I'd like every line in the following listing that holds "println" copied.

DATA TO PROCESS:

= Beginning of Section =

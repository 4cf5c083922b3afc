//! `lokt freeze` — block a name from being guard-acquired (§4.5.4).

use clap::Args;
use lokt_core::engine;

use super::common;

#[derive(Args, Debug)]
pub struct FreezeArgs {
    /// Name to freeze
    pub name: String,

    /// How long the freeze lasts (e.g. "300", "5m", "1h")
    #[arg(long)]
    pub ttl: String,

    /// Emit machine-readable JSON instead of human-readable text
    #[arg(long)]
    pub json: bool,
}

pub fn execute(args: FreezeArgs) -> i32 {
    let json = args.json;
    match run(&args) {
        Ok(record) => {
            if json {
                println!("{}", serde_json::to_string(&record).unwrap_or_default());
            } else {
                println!("froze '{}' for {}s", record.name, record.ttl_sec);
            }
            0
        }
        Err(e) => common::report_error(&e, json),
    }
}

fn run(args: &FreezeArgs) -> lokt_core::Result<lokt_core::LockRecord> {
    let ttl_sec = common::parse_duration_secs(&args.ttl)?;
    let root = common::resolve_root()?;
    common::maybe_sweep(&root);
    let identity = common::resolve_identity();
    engine::freeze(&root, &args.name, ttl_sec, &identity)
}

= End of Section =

ANSWER TO THIS EXERCISE:
                println!("{}", serde_json::to_string(&record).unwrap_or_default());
                println!("froze '{}' for {}s", record.name, record.ttl_sec);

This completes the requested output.